Demonstrations were also reported across South Asia against government failures in the provision of protective equipment and facilities to contain the spread of coronavirus. In Pakistan, doctors and paramedics demonstrated to call for protective equipment to treat coronavirus patients. In Bangladesh, hundreds of tea garden workers demonstrated demanding protective equipment for work. In India, ward volunteers responsible for delivering government sanctioned rations demonstrated for the provision of masks and sanitizers. Additionally, doctors and nurses protested in Jammu and Kashmir over being provided substandard Personal Protection Equipment (PPE). In India and Nepal, migrant workers, stranded due to restrictions on movement of people, demonstrated demanding food, water and transportation to return to their native villages.
In other developments, the Indian government issued a notification introducing a new set of laws for the union territory of Jammu and Kashmir.
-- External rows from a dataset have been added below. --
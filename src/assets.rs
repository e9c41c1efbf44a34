//! Sprite loading and hitmask caching
//!
//! Sprites are resolved once at load time into an enum-indexed table. Hitmasks
//! for everything the player can collide with are derived here, once, and
//! shared with the simulation.

use std::io;
use std::path::{Path, PathBuf};
use std::sync::Arc;

use glam::UVec2;
use image::{ImageError, RgbaImage, imageops};

use crate::renderer::SpriteSizes;
use crate::settings::Settings;
use crate::sim::{AnimalKind, CollisionMasks, Hitmask, get_hitmask};

/// Error type for asset loading
#[derive(Debug)]
pub enum AssetError {
    /// An expected file is missing from the asset folder
    NotFound {
        /// Which folder ("sprites" or "audio")
        folder: &'static str,
        dir: PathBuf,
        file: String,
    },
    /// File exists but could not be decoded
    Decode(String),
    /// Other I/O failure
    Io(String),
}

impl std::fmt::Display for AssetError {
    fn fmt(&self, f: &mut std::fmt::Formatter<'_>) -> std::fmt::Result {
        match self {
            AssetError::NotFound { folder, dir, file } => write!(
                f,
                "Can't find the {} folder! No such file or directory: {} (missing {})",
                folder,
                dir.display(),
                file
            ),
            AssetError::Decode(msg) => write!(f, "Decode error: {}", msg),
            AssetError::Io(msg) => write!(f, "I/O error: {}", msg),
        }
    }
}

impl std::error::Error for AssetError {}

impl From<io::Error> for AssetError {
    fn from(e: io::Error) -> Self {
        AssetError::Io(e.to_string())
    }
}

impl From<ImageError> for AssetError {
    fn from(e: ImageError) -> Self {
        match e {
            ImageError::IoError(io) => io.into(),
            other => AssetError::Decode(other.to_string()),
        }
    }
}

/// Typed handle for every sprite the game draws
#[derive(Debug, Clone, Copy, PartialEq, Eq, Hash)]
pub enum SpriteId {
    Background,
    /// Ground strip
    Base,
    /// Welcome screen message
    Message,
    GameOver,
    /// Score numeral 0-9
    Digit(u8),
    /// Wing frame: 0 = up, 1 = mid, 2 = down
    Bird(u8),
    /// Vertically flipped pipe
    PipeUpper,
    PipeLower,
    Animal(AnimalKind),
}

impl SpriteId {
    pub const COUNT: usize = 22;

    /// Dense table index
    pub fn index(&self) -> usize {
        match *self {
            SpriteId::Background => 0,
            SpriteId::Base => 1,
            SpriteId::Message => 2,
            SpriteId::GameOver => 3,
            SpriteId::Digit(d) => 4 + (d as usize).min(9),
            SpriteId::Bird(f) => 14 + (f as usize).min(2),
            SpriteId::PipeUpper => 17,
            SpriteId::PipeLower => 18,
            SpriteId::Animal(AnimalKind::Fat) => 19,
            SpriteId::Animal(AnimalKind::Normal) => 20,
            SpriteId::Animal(AnimalKind::Tall) => 21,
        }
    }

    /// Every sprite in table order
    pub fn all() -> Vec<SpriteId> {
        let mut ids = vec![
            SpriteId::Background,
            SpriteId::Base,
            SpriteId::Message,
            SpriteId::GameOver,
        ];
        ids.extend((0..10).map(SpriteId::Digit));
        ids.extend((0..3).map(SpriteId::Bird));
        ids.push(SpriteId::PipeUpper);
        ids.push(SpriteId::PipeLower);
        ids.extend(AnimalKind::ALL.iter().map(|&k| SpriteId::Animal(k)));
        ids
    }

    /// File backing this sprite, `None` when the settings disable it
    pub fn file_name(&self, settings: &Settings) -> Option<String> {
        const WING: [&str; 3] = ["upflap", "midflap", "downflap"];
        let name = match *self {
            SpriteId::Background => format!("background-{}.png", settings.background?.as_str()),
            SpriteId::Base => "base.png".to_string(),
            SpriteId::Message => "message.png".to_string(),
            SpriteId::GameOver => "gameover.png".to_string(),
            SpriteId::Digit(d) => format!("{}.png", d),
            SpriteId::Bird(f) => format!(
                "{}bird-{}.png",
                settings.bird_color.as_str(),
                WING[(f as usize).min(2)]
            ),
            SpriteId::PipeUpper | SpriteId::PipeLower => {
                format!("pipe-{}.png", settings.pipe_color.as_str())
            }
            SpriteId::Animal(kind) => format!("{}.png", kind.as_str()),
        };
        Some(name)
    }
}

/// All decoded sprites plus their cached hitmasks
#[derive(Debug, Clone)]
pub struct SpriteSheet {
    dir: PathBuf,
    images: Vec<Option<RgbaImage>>,
    masks: CollisionMasks,
}

impl SpriteSheet {
    /// Load every sprite the settings call for from `dir`
    pub fn load(dir: &Path, settings: &Settings) -> Result<Self, AssetError> {
        let mut images: Vec<Option<RgbaImage>> = vec![None; SpriteId::COUNT];

        for id in SpriteId::all() {
            let Some(file) = id.file_name(settings) else {
                continue;
            };
            let mut image = load_rgba(dir, &file)?;
            if id == SpriteId::PipeUpper {
                image = imageops::flip_vertical(&image);
            }
            images[id.index()] = Some(image);
        }

        let mask_of = |id: SpriteId| -> Arc<Hitmask> {
            let image = &images[id.index()];
            Arc::new(image.as_ref().map(get_hitmask).unwrap_or_else(|| Hitmask::solid(0, 0)))
        };
        let masks = CollisionMasks {
            player: [
                mask_of(SpriteId::Bird(0)),
                mask_of(SpriteId::Bird(1)),
                mask_of(SpriteId::Bird(2)),
            ],
            pipe_upper: mask_of(SpriteId::PipeUpper),
            pipe_lower: mask_of(SpriteId::PipeLower),
        };

        log::info!(
            "Loaded {} sprites from {}",
            images.iter().filter(|i| i.is_some()).count(),
            dir.display()
        );

        Ok(Self {
            dir: dir.to_path_buf(),
            images,
            masks,
        })
    }

    pub fn dir(&self) -> &Path {
        &self.dir
    }

    pub fn image(&self, id: SpriteId) -> Option<&RgbaImage> {
        self.images[id.index()].as_ref()
    }

    /// Hitmasks for the player and pipes (shared, never recomputed)
    pub fn collision_masks(&self) -> CollisionMasks {
        self.masks.clone()
    }

    /// Actual sprite dimensions, nominal ones for sprites not loaded
    pub fn sizes(&self) -> SpriteSizes {
        let mut sizes = SpriteSizes::nominal();
        for id in SpriteId::all() {
            if let Some(image) = self.image(id) {
                sizes.set(id, UVec2::new(image.width(), image.height()));
            }
        }
        sizes
    }
}

fn load_rgba(dir: &Path, file: &str) -> Result<RgbaImage, AssetError> {
    let path = dir.join(file);
    match image::open(&path) {
        Ok(image) => Ok(image.to_rgba8()),
        Err(ImageError::IoError(e)) if e.kind() == io::ErrorKind::NotFound => {
            Err(AssetError::NotFound {
                folder: "sprites",
                dir: dir.to_path_buf(),
                file: file.to_string(),
            })
        }
        Err(e) => {
            log::warn!("Failed to load sprite {}: {}", path.display(), e);
            Err(e.into())
        }
    }
}

#[cfg(test)]
mod tests {
    use super::*;
    use crate::settings::BackgroundKind;
    use image::Rgba;

    /// Write a complete sprite folder at nominal sizes
    /// with a transparent top row so flipping is observable
    fn write_sprites(dir: &Path, settings: &Settings) {
        let nominal = SpriteSizes::nominal();
        for id in SpriteId::all() {
            if id == SpriteId::PipeUpper {
                continue;
            }
            let Some(file) = id.file_name(settings) else {
                continue;
            };
            let size = nominal.get(id);
            let image = RgbaImage::from_fn(size.x, size.y, |_, y| {
                Rgba([200, 100, 50, if y == 0 { 0 } else { 255 }])
            });
            image.save(dir.join(file)).expect("write sprite");
        }
    }

    #[test]
    fn test_sprite_table_is_dense() {
        let ids = SpriteId::all();
        assert_eq!(ids.len(), SpriteId::COUNT);
        for (i, id) in ids.iter().enumerate() {
            assert_eq!(id.index(), i);
        }
    }

    #[test]
    fn test_file_names_follow_settings() {
        let mut settings = Settings::default();
        assert_eq!(
            SpriteId::Bird(0).file_name(&settings).as_deref(),
            Some("yellowbird-upflap.png")
        );
        assert_eq!(
            SpriteId::PipeUpper.file_name(&settings).as_deref(),
            Some("pipe-green.png")
        );
        assert_eq!(
            SpriteId::Background.file_name(&settings).as_deref(),
            Some("background-day.png")
        );
        settings.background = Some(BackgroundKind::Night);
        assert_eq!(
            SpriteId::Background.file_name(&settings).as_deref(),
            Some("background-night.png")
        );
        settings.background = None;
        assert_eq!(SpriteId::Background.file_name(&settings), None);
        assert_eq!(
            SpriteId::Animal(AnimalKind::Tall).file_name(&settings).as_deref(),
            Some("tall.png")
        );
    }

    #[test]
    fn test_load_full_sheet() {
        let dir = tempfile::tempdir().expect("tempdir");
        let settings = Settings::default();
        write_sprites(dir.path(), &settings);

        let sheet = SpriteSheet::load(dir.path(), &settings).expect("sheet loads");
        assert_eq!(sheet.sizes(), SpriteSizes::nominal());

        let masks = sheet.collision_masks();
        let bird = masks.player_frame(0);
        assert_eq!((bird.width(), bird.height()), (34, 24));
        // Transparent top row in the source image
        assert!(!bird.get(0, 0));
        assert!(bird.get(0, 1));
        // Upper pipe is flipped: transparent row moves to the bottom
        assert!(masks.pipe_upper.get(0, 0));
        assert!(!masks.pipe_upper.get(0, 319));
        assert!(!masks.pipe_lower.get(0, 0));
    }

    #[test]
    fn test_missing_sprite_names_directory() {
        let dir = tempfile::tempdir().expect("tempdir");
        let settings = Settings::default();
        write_sprites(dir.path(), &settings);
        std::fs::remove_file(dir.path().join("base.png")).expect("remove");

        let err = SpriteSheet::load(dir.path(), &settings).expect_err("base.png missing");
        match &err {
            AssetError::NotFound { folder, dir: missing_dir, file } => {
                assert_eq!(*folder, "sprites");
                assert_eq!(missing_dir, dir.path());
                assert_eq!(file, "base.png");
            }
            other => panic!("unexpected error {other:?}"),
        }
        assert!(err.to_string().contains(&dir.path().display().to_string()));
    }

    #[test]
    fn test_corrupt_sprite_is_decode_error() {
        let dir = tempfile::tempdir().expect("tempdir");
        let settings = Settings::default();
        write_sprites(dir.path(), &settings);
        std::fs::write(dir.path().join("message.png"), b"not a png").expect("write");

        let err = SpriteSheet::load(dir.path(), &settings).expect_err("corrupt");
        assert!(matches!(err, AssetError::Decode(_)));
    }
}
The region’s limited autonomy which protected the region from demographic changes was revoked in August 2019 and the new domicile rights now provide the modalities for Indian citizens from other areas to settle permanently in the region. According to the new set of laws, several categories of Indian citizens, including those who have resided in the region for a period of 15 years, will be eligible to become permanent residents (Al-Jazeera, 3 April 2020). The opponents of the law including the former Chief Minister of Jammu and Kashmir claimed that the timing of the announcement amidst a nationwide lockdown due to the coronavirus outbreak, was aimed at preventing public outcry against the law (Hindustan Times, 4 April 2020).